There is, in fact, intensifying danger to most religious groups, including Buddhists, Uighur Muslims, the Falun Gong sect and innumerable others not officially recognized by the Chinese government.
One hopeful sign: This week’s release of Chinese dissident Liu Xia, which is being joyfully applauded internationally. She is the widow of Nobel laureate and dissident Liu Xiaobo, who died of cancer just a year ago while still imprisoned.
As her husband suffered, Liu Xia was sentenced to 8 years of house arrest. Thanks to global activism on her behalf, she has finally been released from her ordeal.
Liu Xia’s safe arrival in Germany briefly offered a flicker of hope that China might be backing off its hardline policies against dissidents and religious believers.
However, according to those involved with China’s Christian underground community —one of the most cruelly mistreated religious groups in China — there is presently no indication that the state’s ongoing crackdown against its dissenting citizens has been alleviated.
In fact, the crackdown on Christians may be intensifying.
It is estimated that there are between 70 to 100 million Christians in China, and around half of them belong to unregistered churches, which places them at greater risk of government abuse.
In recent days, after returning to the U.S., an American missionary told a Chicago area newspaper that Christians and their churches in China are currently undergoing "a fiery trial" that is fiercer than anything experienced since the Cultural Revolution of the 1960s and 1970s.
Earlier this year, I reported for Newsmax that the Chinese government had dynamited a large church, which was a place of worship to some 50,000 Christians. "The officially atheistic Chinese Communist Party had tolerated the church for years," I wrote. “But Golden Lampstand Church apparently got caught on the wrong side of Xi’s campaign to eliminate any rival influences. A 20-year-old Catholic church in Shaanxi province was demolished as well."
The United States Commission for International Religious Freedom (USCIRF) offers no encouraging news in its 2018 China report. USCIRF recommends that China be re-designated as a CPC — a Country of Particular Concern with regard to religious liberty, which it has been since 1999.
The Vatican finds itself on the wrong side of the Chinese government as well. Seemingly irreconcilable differences recently have been underscored between the two.
According to the 2018 USCIRF report, "Despite overtures by Pope Francis and other Catholic officials and reports of an agreement, talks between Beijing and the Vatican about appointing bishops remained unresolved. . . . China accused the Vatican of interfering when the latter expressed 'grave concern' about authorities’ May 2017 detention of Bishop Peter Shao Zhumin of Wenzhou."

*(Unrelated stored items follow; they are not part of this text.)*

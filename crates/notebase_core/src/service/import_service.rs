//! Import of external workspace pages into the local page tree.
//!
//! # Responsibility
//! - Fetch one external page with its top-level blocks and store it as a
//!   local page with ordered blocks.
//! - Keep the upstream half ([`ImportFetcher`]) free of storage handles so
//!   callers can run it without holding a connection.
//!
//! # Invariants
//! - A missing source is reported before a malformed id.
//! - Everything is fetched before the first write, so an upstream failure
//!   leaves the store untouched.
//! - Page and blocks are inserted in one transaction that re-checks the parent.

use super::ErrorKind;
use crate::model::block::BlockSeed;
use crate::model::char_len;
use crate::model::page::{
    NewPage, PageId, DEFAULT_PAGE_TITLE, PAGE_ICON_MAX_CHARS, PAGE_TITLE_MAX_CHARS,
};
use crate::notion::{convert_blocks, normalize_page_id, SourceError, WorkspaceSource};
use crate::repo::page_repo::PageRepository;
use crate::repo::RepoError;
use log::{error, info};
use serde::Serialize;
use std::error::Error;
use std::fmt::{Display, Formatter};

/// Import input.
#[derive(Debug, Clone, PartialEq, Eq)]
pub struct ImportRequest {
    pub external_page_id: String,
    pub parent_id: Option<PageId>,
}

/// Summary of a finished import.
#[derive(Debug, Clone, PartialEq, Eq, Serialize)]
pub struct ImportOutcome {
    pub page_id: PageId,
    pub blocks_count: usize,
    pub external_page_id: String,
    pub title: String,
    pub icon: Option<String>,
}

/// Errors from import operations.
#[derive(Debug)]
pub enum ImportError {
    /// External id is not a 32 character alphanumeric id.
    InvalidPageId(String),
    /// No workspace source is configured.
    AuthMissing,
    UpstreamNotFound(String),
    Upstream(SourceError),
    ParentNotFound(PageId),
    Repo(RepoError),
}

impl ImportError {
    pub fn kind(&self) -> ErrorKind {
        match self {
            Self::InvalidPageId(_) => ErrorKind::InvalidInput,
            Self::AuthMissing => ErrorKind::UpstreamAuthMissing,
            Self::UpstreamNotFound(_) => ErrorKind::UpstreamNotFound,
            Self::Upstream(_) => ErrorKind::UpstreamFailure,
            Self::ParentNotFound(_) => ErrorKind::NotFound,
            Self::Repo(_) => ErrorKind::Unexpected,
        }
    }
}

impl Display for ImportError {
    fn fmt(&self, f: &mut Formatter<'_>) -> std::fmt::Result {
        match self {
            Self::InvalidPageId(id) => {
                write!(f, "external page id must be 32 alphanumeric characters: {id}")
            }
            Self::AuthMissing => write!(f, "Notion API key is not configured"),
            Self::UpstreamNotFound(id) => write!(f, "Notion page not found: {id}"),
            Self::Upstream(err) => write!(f, "{err}"),
            Self::ParentNotFound(id) => write!(f, "parent page not found: {id}"),
            Self::Repo(err) => write!(f, "{err}"),
        }
    }
}

impl Error for ImportError {
    fn source(&self) -> Option<&(dyn Error + 'static)> {
        match self {
            Self::Upstream(err) => Some(err),
            Self::Repo(err) => Some(err),
            _ => None,
        }
    }
}

impl From<RepoError> for ImportError {
    fn from(value: RepoError) -> Self {
        match value {
            RepoError::PageNotFound(page_id) => Self::ParentNotFound(page_id),
            other => Self::Repo(other),
        }
    }
}

impl From<SourceError> for ImportError {
    fn from(value: SourceError) -> Self {
        match value {
            SourceError::MissingApiKey => Self::AuthMissing,
            SourceError::NotFound(id) => Self::UpstreamNotFound(id),
            other => Self::Upstream(other),
        }
    }
}

/// Page and blocks fetched from the source, ready to be stored.
#[derive(Debug, Clone, PartialEq)]
pub struct FetchedImport {
    pub external_page_id: String,
    pub page: NewPage,
    pub blocks: Vec<BlockSeed>,
    /// Upstream blocks with no local mapping.
    pub skipped: usize,
}

/// Upstream half of an import.
pub struct ImportFetcher<'s> {
    source: Option<&'s dyn WorkspaceSource>,
}

impl<'s> ImportFetcher<'s> {
    /// `source` is `None` when no API key is configured.
    pub fn new(source: Option<&'s dyn WorkspaceSource>) -> Self {
        Self { source }
    }

    /// Returns the normalized external id.
    pub fn validate(&self, request: &ImportRequest) -> Result<String, ImportError> {
        if self.source.is_none() {
            return Err(ImportError::AuthMissing);
        }
        normalize_page_id(&request.external_page_id)
            .ok_or_else(|| ImportError::InvalidPageId(request.external_page_id.clone()))
    }

    pub fn fetch(&self, request: &ImportRequest) -> Result<FetchedImport, ImportError> {
        let external_id = self.validate(request)?;
        let source = self.source.ok_or(ImportError::AuthMissing)?;

        let page = source.fetch_page(&external_id).map_err(|err| {
            log_upstream_failure("fetch_page", &err);
            ImportError::from(err)
        })?;

        // A missing page here is still an upstream failure, not a 404.
        let raw_blocks = source.fetch_child_blocks(&external_id).map_err(|err| {
            log_upstream_failure("fetch_blocks", &err);
            match err {
                SourceError::MissingApiKey => ImportError::AuthMissing,
                other => ImportError::Upstream(other),
            }
        })?;
        let blocks = convert_blocks(&raw_blocks);

        let icon = page
            .icon
            .map(|icon| icon.trim().to_string())
            .filter(|icon| !icon.is_empty() && char_len(icon) <= PAGE_ICON_MAX_CHARS);
        Ok(FetchedImport {
            external_page_id: external_id,
            page: NewPage {
                title: Some(clamp_title(&page.title)),
                icon,
                parent_id: request.parent_id,
                user_id: None,
            },
            skipped: raw_blocks.len() - blocks.len(),
            blocks,
        })
    }
}

/// Storage half of an import.
pub struct ImportService<P: PageRepository> {
    pages: P,
}

impl<P: PageRepository> ImportService<P> {
    pub fn new(pages: P) -> Self {
        Self { pages }
    }

    /// Validates, checks the parent, fetches, then stores.
    pub fn import_page(
        &self,
        fetcher: &ImportFetcher<'_>,
        request: ImportRequest,
    ) -> Result<ImportOutcome, ImportError> {
        fetcher.validate(&request)?;
        self.check_parent(request.parent_id)?;
        let fetched = fetcher.fetch(&request)?;
        self.store(fetched)
    }

    pub fn check_parent(&self, parent_id: Option<PageId>) -> Result<(), ImportError> {
        if let Some(parent_id) = parent_id {
            if !self.pages.page_exists(parent_id)? {
                return Err(ImportError::ParentNotFound(parent_id));
            }
        }
        Ok(())
    }

    /// Inserts the page and its blocks in one transaction.
    pub fn store(&self, fetched: FetchedImport) -> Result<ImportOutcome, ImportError> {
        let created = self
            .pages
            .create_page_with_blocks(&fetched.page, &fetched.blocks)?;

        info!(
            "event=import_page module=import_service status=ok page_id={} blocks={} skipped={}",
            created.id,
            fetched.blocks.len(),
            fetched.skipped
        );
        Ok(ImportOutcome {
            page_id: created.id,
            blocks_count: fetched.blocks.len(),
            external_page_id: fetched.external_page_id,
            title: created.title,
            icon: created.icon,
        })
    }
}

fn clamp_title(title: &str) -> String {
    let trimmed = title.trim();
    if trimmed.is_empty() {
        return DEFAULT_PAGE_TITLE.to_string();
    }
    if char_len(trimmed) <= PAGE_TITLE_MAX_CHARS {
        return trimmed.to_string();
    }
    trimmed.chars().take(PAGE_TITLE_MAX_CHARS).collect()
}

fn log_upstream_failure(stage: &str, err: &SourceError) {
    error!("event=import_page module=import_service status=error stage={stage} error={err}");
}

Bishop Shao has been detained four times since September 2016, because of his continuing refusal to join the state-approved Catholic Church.
He is recognized as a bishop by the Vatican but not by Beijing.

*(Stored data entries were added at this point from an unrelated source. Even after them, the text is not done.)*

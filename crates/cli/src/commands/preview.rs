//! `dossier preview` — Run one scalar tool directly, without the model.

use clap::ValueEnum;
use dossier_agent::ToolDispatcher;
use dossier_config::AppConfig;

#[derive(Debug, Clone, Copy, ValueEnum)]
pub enum PreviewTool {
    /// Company record lookup
    Company,
    /// Product and partnership headlines
    Search,
    /// Sensitive-term redaction
    Filter,
}

impl PreviewTool {
    pub fn tool_name(self) -> &'static str {
        match self {
            Self::Company => "get_company_info",
            Self::Search => "mock_web_search",
            Self::Filter => "security_filter",
        }
    }
}

pub async fn run(tool: PreviewTool, input: &str) -> Result<(), Box<dyn std::error::Error>> {
    let config = AppConfig::load().map_err(|e| format!("Failed to load config: {e}"))?;
    let (_, registry) = super::build_runtime(&config)?;

    let observation = ToolDispatcher::new(registry)
        .execute(tool.tool_name(), input)
        .await;
    println!("{observation}");
    Ok(())
}
//! Built-in research tools for Dossier.
//!
//! Tools give the agent the ability to gather and shape information about a
//! company: look it up, search for news, translate text, render a briefing,
//! and scrub sensitive terms before the answer goes out.

pub mod company_info;
pub mod generate_document;
pub mod security_filter;
pub mod translate;
pub mod web_search;

use dossier_config::SecurityConfig;
use dossier_core::error::ToolError;
use dossier_core::provider::TextGenerator;
use dossier_core::tool::ToolRegistry;
use std::sync::Arc;

pub use company_info::CompanyInfoTool;
pub use generate_document::GenerateDocumentTool;
pub use security_filter::SecurityFilterTool;
pub use translate::TranslateTool;
pub use web_search::WebSearchTool;

/// Create a registry with every built-in tool, in the order they are
/// described to the model.
///
/// The generator is shared with the translation tool.
pub fn default_registry(
    generator: Arc<dyn TextGenerator>,
    security: &SecurityConfig,
) -> Result<ToolRegistry, ToolError> {
    let mut registry = ToolRegistry::new();
    registry.register_scalar(CompanyInfoTool)?;
    registry.register_scalar(WebSearchTool)?;
    registry.register_structured(TranslateTool::new(generator))?;
    registry.register_structured(GenerateDocumentTool)?;
    registry.register_scalar(SecurityFilterTool::new(security))?;
    Ok(registry)
}

#[cfg(test)]
mod tests {
    use super::*;
    use async_trait::async_trait;
    use dossier_core::error::ProviderError;
    use dossier_core::tool::ArgumentMode;

    struct Silent;

    #[async_trait]
    impl TextGenerator for Silent {
        async fn generate(&self, _prompt: &str) -> Result<String, ProviderError> {
            Ok(String::new())
        }
    }

    #[test]
    fn default_registry_order_and_modes() {
        let registry = default_registry(Arc::new(Silent), &SecurityConfig::default()).unwrap();
        assert_eq!(
            registry.names(),
            vec![
                "get_company_info",
                "mock_web_search",
                "translate_document",
                "generate_document",
                "security_filter",
            ]
        );
        assert_eq!(
            registry.lookup("generate_document").unwrap().argument_mode,
            ArgumentMode::Structured
        );
        assert_eq!(
            registry.lookup("security_filter").unwrap().argument_mode,
            ArgumentMode::Scalar
        );
    }

    #[test]
    fn descriptions_mention_inputs() {
        let registry = default_registry(Arc::new(Silent), &SecurityConfig::default()).unwrap();
        for line in registry.list_descriptions() {
            assert!(line.contains("Input"), "{line}");
        }
    }
}
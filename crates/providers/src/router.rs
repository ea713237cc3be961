//! Resolves the configured provider name to a concrete client.

use std::sync::Arc;
use std::time::Duration;

use dossier_config::AppConfig;
use dossier_core::error::ProviderError;
use dossier_core::provider::Provider;
use tracing::info;

use crate::openai_compat::OpenAiCompatProvider;

/// Headroom the HTTP client gets over the workflow's own model deadline, so
/// the workflow timeout is the one that fires.
const HTTP_TIMEOUT_SLACK_SECS: u64 = 5;

/// Well-known chat-completions endpoints.
pub fn endpoint_for(provider: &str) -> Option<&'static str> {
    let url = match provider {
        "huggingface" | "hf" => "https://router.huggingface.co/v1",
        "openai" => "https://api.openai.com/v1",
        "openrouter" => "https://openrouter.ai/api/v1",
        "groq" => "https://api.groq.com/openai/v1",
        "together" => "https://api.together.xyz/v1",
        "ollama" => "http://localhost:11434/v1",
        "vllm" => "http://localhost:8000/v1",
        "llamacpp" | "llama.cpp" => "http://localhost:8080/v1",
        _ => return None,
    };
    Some(url)
}

/// Build the provider named by `llm.provider`.
///
/// `llm.api_url` takes precedence over the well-known endpoint, and is
/// required for any name not in [`endpoint_for`].
pub fn build_from_config(config: &AppConfig) -> Result<Arc<dyn Provider>, ProviderError> {
    let name = config.llm.provider.as_str();
    let base_url = match (&config.llm.api_url, endpoint_for(name)) {
        (Some(url), _) => url.clone(),
        (None, Some(url)) => url.to_string(),
        (None, None) => return Err(ProviderError::NotConfigured(name.to_string())),
    };

    info!(provider = name, base_url = %base_url, "Using model service");

    let timeout = http_timeout(config.llm.request_timeout_secs);
    let api_key = config.api_key.clone().unwrap_or_default();
    let provider = OpenAiCompatProvider::new(name, base_url, api_key).with_timeout(timeout);
    Ok(Arc::new(provider))
}

fn http_timeout(request_timeout_secs: u64) -> Duration {
    Duration::from_secs(request_timeout_secs.saturating_add(HTTP_TIMEOUT_SLACK_SECS))
}
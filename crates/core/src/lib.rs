//! # Dossier Core
//!
//! Domain types, traits, and error definitions for the Dossier research
//! agent. This crate does no I/O. It defines the
//! contracts that the provider, tool, and agent crates implement against.
//!
//! ## Design Philosophy
//!
//! Every collaborator of the agent loop is a trait here:
//! - [`Provider`] / [`TextGenerator`] — the model service
//! - [`ScalarCapability`] / [`StructuredCapability`] — the tools
//!
//! This keeps the loop testable with scripted fakes and keeps the
//! dependency graph pointing inward.

pub mod error;
pub mod message;
pub mod provider;
pub mod tool;

// Re-export key types at crate root for ergonomics
pub use error::{Error, ProviderError, Result, ToolError};
pub use message::{Message, Role};
pub use provider::{Provider, ProviderRequest, ProviderResponse, TextGenerator, Usage};
pub use tool::{
    ArgumentMode, Capability, FieldKind, FieldSpec, ParsedArguments, ScalarCapability,
    StructuredCapability, ToolDescriptor, ToolRegistry,
};
//! Briefing document renderer.

use async_trait::async_trait;
use dossier_core::error::ToolError;
use dossier_core::tool::{FieldSpec, ParsedArguments, StructuredCapability};
use serde_json::Value;

pub struct GenerateDocumentTool;

const SUPPORTED_TEMPLATES: &[&str] = &["briefing"];

#[async_trait]
impl StructuredCapability for GenerateDocumentTool {
    fn name(&self) -> &str {
        "generate_document"
    }

    fn description(&self) -> &str {
        r#"Generate briefing document. Input JSON: {"template": "briefing", "content_dict": {"key": "value"}}"#
    }

    fn fields(&self) -> Vec<FieldSpec> {
        vec![
            FieldSpec::optional("template", serde_json::json!("briefing")),
            FieldSpec::optional("content_dict", serde_json::json!({}))
                .alias("content")
                .mapping(),
        ]
    }

    async fn invoke(&self, arguments: ParsedArguments) -> Result<Value, ToolError> {
        let template = arguments
            .get("template")
            .and_then(Value::as_str)
            .unwrap_or("briefing");
        if !SUPPORTED_TEMPLATES.contains(&template) {
            return Err(ToolError::InvalidArguments(format!(
                "Unknown template '{template}'. Supported: {}",
                SUPPORTED_TEMPLATES.join(", ")
            )));
        }

        let empty = serde_json::Map::new();
        let content = arguments
            .get("content_dict")
            .and_then(Value::as_object)
            .unwrap_or(&empty);

        Ok(Value::String(render_briefing(content)))
    }
}

/// Render a briefing from a content mapping, preserving key order.
pub fn render_briefing(content: &serde_json::Map<String, Value>) -> String {
    let company = content
        .get("company_name")
        .map(display_value)
        .unwrap_or_else(|| "Unknown".to_string());

    let mut parts = vec![format!("=== COMPANY BRIEFING: {company} ===\n")];
    for (key, value) in content {
        parts.push(format!("{}: {}", title_case(key), display_value(value)));
    }
    parts.push("\n=== END OF BRIEFING ===".to_string());
    parts.join("\n")
}

fn display_value(value: &Value) -> String {
    match value {
        Value::String(s) => s.clone(),
        Value::Array(items) => items
            .iter()
            .map(display_value)
            .collect::<Vec<_>>()
            .join(", "),
        other => other.to_string(),
    }
}

/// `risk_category` -> `Risk Category`
fn title_case(key: &str) -> String {
    key.split('_')
        .filter(|w| !w.is_empty())
        .map(|word| {
            let mut chars = word.chars();
            match chars.next() {
                Some(first) => first.to_uppercase().chain(chars.flat_map(char::to_lowercase)).collect(),
                None => String::new(),
            }
        })
        .collect::<Vec<String>>()
        .join(" ")
}
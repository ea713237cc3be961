//! Model service implementations for Dossier.
//!
//! All chat backends implement the `dossier_core::Provider` trait. The
//! agent loop only sees a `TextGenerator`; [`ChatGenerator`] adapts a
//! provider to that contract, and [`router::build_from_config`] picks the
//! endpoint from configuration.

pub mod generator;
pub mod openai_compat;
pub mod router;

pub use generator::ChatGenerator;
pub use openai_compat::OpenAiCompatProvider;
pub use router::{build_from_config, endpoint_for};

I asked Nina Shea, director of Hudson Institute’s Center for Religious Freedom, for her thoughts about the Chinese government’s many measures used to castigate religious believers.
She explains that China’s Communist Party-controlled state is reasserting its long-term goal of eradicating all religion and, in the meantime, ruthlessly controlling it.
She says China is currently implementing its policy, " . . . wearing both the velvet glove and the jack boot."
"The soft repression," Shea explains, "includes years of isolation under house arrest, denying seniors their pensions if they attend church, preventing saving medical treatment or prescribing harmful medicine, and shutting down churches if they are not registered or if they admit children to worship services.
"But out of the public eye," Shea continues, "Beijing does not hesitate to employ violent raids and surveillance. Even more medieval tactics are practiced in their detention camps, including crude police-state measures like brain washing, brutal torture and execution."
The happy resolution in Liu Xiao’s case illustrates the importance of international attention and activism. The free world needs to persistently focus on the intense repression confronting the Chinese Church and to boldly speak out on their behalf.
A well-attended Change Not Chains rally in front of the U.S. Capitol on July 12 protested China’s outrageous mistreatment of Christians. The event was hosted by former GOP Congressman Frank Wolf of Virginia and his 21st Century Wilberforce organization.
For decades Rep. Wolf has fought the good fight on behalf of religious freedom in China – and beyond.
Considering the brutal oppression Liu Xia and other believers in China have experienced, perhaps it is past time for American Christians to begin following in his footsteps.
Lela Gilbert is an internationally recognized expert on religious persecution, an award-winning writer, and an adjunct fellow at the Hudson Institute who lived in Jerusalem for over a decade. Her book "Saturday People, Sunday People: Israel through the Eyes of a Christian Sojourner" received wide critical acclaim. She is also co-author of "Persecuted: The Global Assault on Christians," and "Blind Spot: When Journalists Don't Get Religion." Follow her on Twitter @lelagilbert. For more from her Faith a Freedom blog, Click Here.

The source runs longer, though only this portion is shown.